In comparison, the existing system in England & Wales does not require the proceedings to have actually been delivered or received, merely for them to have been placed in the relevant postal system and correctly addressed to the defendant’s last known address. Consequently, supporters of change in England & Wales point to the risk of defendants having Judgment entered against them, in cases where defendants have failed to respond to the claim, when there is a possibility that they may not have actually received notification of the claim.

However, opponents of change will be quick to point out the substantive increase in costs that such a change would cause. For claims by unsecured lenders and debt purchasers in particular, those costs would be likely to be passed onto customers as a whole in order to cover the increased overheads associated with personal service fees where they cannot be recovered elsewhere. Therefore, critics will consider moving to such a system to be disproportionate and contrary to the overriding objective in England & Wales of dealing with cases justly, fairly and at proportionate cost. 

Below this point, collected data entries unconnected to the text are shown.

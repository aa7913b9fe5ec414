use std::collections::HashSet;

use lootbox_cart::{CART_STORAGE_KEY, Cart, CartItem, Product, format_price, parse_price};
use lootbox_storage::{MemoryStorage, Storage};
use proptest::prelude::*;
use rstest::rstest;

#[derive(Debug, Clone)]
enum Op {
	Add(usize),
	Remove(usize),
	Update(usize, i64),
	Clear,
}

const NAMES: [&str; 5] = ["Intel Core i9-13900K", "NVIDIA RTX 4080", "Corsair RM850x", "Noctua NH-D15", "Blue Yeti USB Mic"];

fn op() -> impl Strategy<Value = Op> {
	prop_oneof![
		6 => (0..NAMES.len()).prop_map(Op::Add),
		2 => (0..NAMES.len()).prop_map(Op::Remove),
		2 => (0..NAMES.len(), -5i64..20).prop_map(|(i, q)| Op::Update(i, q)),
		1 => Just(Op::Clear),
	]
}

fn item() -> impl Strategy<Value = CartItem> {
	("[A-Za-z0-9 ]{1,16}", 1u32..10_000, ".{0,12}", ".{0,24}", 1u32..50).prop_map(|(name, price, image, description, quantity)| {
		CartItem {
			name,
			price: format!("₱{price}"),
			image,
			description,
			quantity,
		}
	})
}

proptest! {
	#[test]
	fn count_is_sum_of_quantities_and_names_stay_unique(ops in prop::collection::vec(op(), 0..40)) {
		let mut cart = Cart::load(MemoryStorage::new());
		for op in ops {
			match op {
				Op::Add(i) => { cart.add_item(Product::new(NAMES[i], "₱100")).unwrap(); }
				Op::Remove(i) => cart.remove_item(NAMES[i]).unwrap(),
				Op::Update(i, q) => cart.update_quantity(NAMES[i], q).unwrap(),
				Op::Clear => cart.clear().unwrap(),
			}

			let sum: u64 = cart.items().iter().map(|i| u64::from(i.quantity)).sum();
			prop_assert_eq!(cart.item_count(), sum);

			let names: HashSet<_> = cart.items().iter().map(|i| i.name.as_str()).collect();
			prop_assert_eq!(names.len(), cart.items().len());
			prop_assert!(cart.items().iter().all(|i| i.quantity >= 1));
			prop_assert_eq!(cart.total(), sum as f64 * 100.0);
		}
	}

	#[test]
	fn durable_state_round_trips(items in prop::collection::vec(item(), 0..8)) {
		let json = serde_json::to_string(&items).unwrap();
		let cart = Cart::load(MemoryStorage::with_entry(CART_STORAGE_KEY, json));
		prop_assert_eq!(cart.items(), items.as_slice());

		let reencoded = serde_json::to_string(cart.items()).unwrap();
		prop_assert_eq!(cart.storage().get(CART_STORAGE_KEY), Some(reencoded));
	}
}

#[rstest]
#[case("₱100", 100.0)]
#[case("₱32,995", 32_995.0)]
#[case("₱1,234.50", 1_234.5)]
#[case("  ₱7", 7.0)]
#[case("₱100 each", 100.0)]
#[case("₱.5", 0.5)]
#[case("-₱20", -20.0)]
fn parses_displayed_prices(#[case] raw: &str, #[case] expected: f64) {
	assert_eq!(parse_price(raw), expected);
}

#[rstest]
#[case("")]
#[case("₱")]
#[case("$100")]
#[case("free")]
fn unparseable_prices_are_nan(#[case] raw: &str) {
	assert!(parse_price(raw).is_nan());
}

#[test]
fn formats_totals_with_grouping() {
	assert_eq!(format_price(250.0), "₱250.00");
	assert_eq!(format_price(1_234_567.5), "₱1,234,567.50");
	assert_eq!(format_price(f64::NAN), "₱NaN");
}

If such a change result in creditors being discouraged from bringing claims because of the increased costs, opponents of change may argue that it will also see fewer claims being brought at court, a decline in court judgments and lenders ultimately becoming more risk averse when making loans because of a more prohibitive court process. 

It is clear that if any changes to the current system come a step closer, then such proposals are going to draw heightened awareness from stakeholders. However, in light of wider changes in the English and Welsh civil justice system, such as the move towards an ‘online court’ for all civil claims with a value below £25,000 by about 2020 and an anticipated re-draft by the Civil Procedure Rules Sub-Committee of the Pre-Action Protocol for Debt Claims at some point in 2017, it is perhaps less likely that these proposals will gain any further traction without concerted effort by parties in favour of such a change.